Submitted by Margaret Cibes

Fractions of a penny may count

“For Some Firms, a Case of ‘Quadrophobia’”
by Scott Thurm, The Wall Street Journal, February 14, 2010

Two Stanford researchers have examined nearly half a million earnings reports over a 27-year period and found evidence that “many companies tweak quarterly earnings to meet investor expectations, and the companies that adjust most often are more likely to restate earnings or be charged with accounting violations.” Their working paper, “Quadrophobia: Strategic Rounding of EPS Data,” can be downloaded from a website [6].

They analyzed standard earnings-er-share ratios down to a tenth of a cent and noticed that some companies had “nudged” these figures upward by a tenth of a cent or two, which had the effect of producing final figures that were a full cent higher than they would otherwise have been. Apparently even a one-cent increase in expected earnings is significant to investors. This rounding is said to be legal.

When they ran the earnings-per-share numbers down to a 10th of a cent, they found that the number "4" appeared less often in the 10ths place than any other digit, and significantly less often than would be expected by chance. They dub the effect "quadrophobia."

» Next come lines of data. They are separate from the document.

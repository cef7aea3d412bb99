// CLASSIFICATION: COMMUNITY
// Filename: slot.rs v0.1
// Author: Lukas Bower
// Date Modified: 2026-10-18

//! Late-initialised shared component.

use std::sync::{Arc, RwLock};

use crate::error::{PmuError, PmuResult};

/// A component that appears during bring-up and goes away on teardown.
/// Readers clone the `Arc` out and drop the lock straight away.
pub struct SharedSlot<T: ?Sized> {
    inner: RwLock<Option<Arc<T>>>,
}

impl<T: ?Sized> Default for SharedSlot<T> {
    fn default() -> Self {
        Self {
            inner: RwLock::new(None),
        }
    }
}

impl<T: ?Sized> SharedSlot<T> {
    pub fn new() -> Self {
        Self::default()
    }

    /// Current value, `NotReady` when the slot is empty.
    pub fn get(&self) -> PmuResult<Arc<T>> {
        self.try_get().ok_or(PmuError::NotReady)
    }

    #[must_use]
    pub fn try_get(&self) -> Option<Arc<T>> {
        self.inner.read().ok().and_then(|g| g.clone())
    }

    pub fn set(&self, value: Arc<T>) -> Option<Arc<T>> {
        match self.inner.write() {
            Ok(mut g) => g.replace(value),
            Err(p) => p.into_inner().replace(value),
        }
    }

    pub fn take(&self) -> Option<Arc<T>> {
        match self.inner.write() {
            Ok(mut g) => g.take(),
            Err(p) => p.into_inner().take(),
        }
    }

    #[must_use]
    pub fn is_set(&self) -> bool {
        self.try_get().is_some()
    }
}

The article provides a chart[7] showing the frequency of digits in the tenth-of-a-cent place for the companies for the period 1980-2006. For the digits 0 through 9, the frequencies range from approximately 8.5 to 10.8 percent (eyeballing).

But the overall effect is striking. In theory, each digit should appear in the 10ths place 10% of the time. After reviewing nearly 489,000 quarterly results for 22,000 companies from 1980 to 2006, however, the authors found that "4" appeared in the 10ths place only 8.5% of the time. Both "2" and "3" also are underrepresented in the 10ths place; all othe digits show up more frequently than expected by chance.

Companies that are less likely to report 4s in the tenths’ place are those whose earnings-per-share ratios are close to expectations or high. But they are also companies that “later restate earnings or are charged with accounting violations.”
One blogger[8] commented:

I was nailed once by an instructor in high school in an electronics lab in which you are supposed to do an experiment and measure the results, and then be taught the theory and math. I already knew the theory and math, so I just filled out the table. He immediately handed it back to me and said "go do the measurements, even though I know you know this stuff already". I asked, "how did you know?", and he said, our (old analog) meters don't read to two decimal places, unless your eyes are a lot better than mine!

Two other bloggers[9] interacted:
(a) It's not true that 4 should appear as often as every other number. The researchers should refer to Benford's law to determine the expected frequency of the number 4 before making such a claim. This law from number theory has been accepted by courts and successfully used in fraud convictions. And it DOES NOT state that the frequency of all digits should be the same.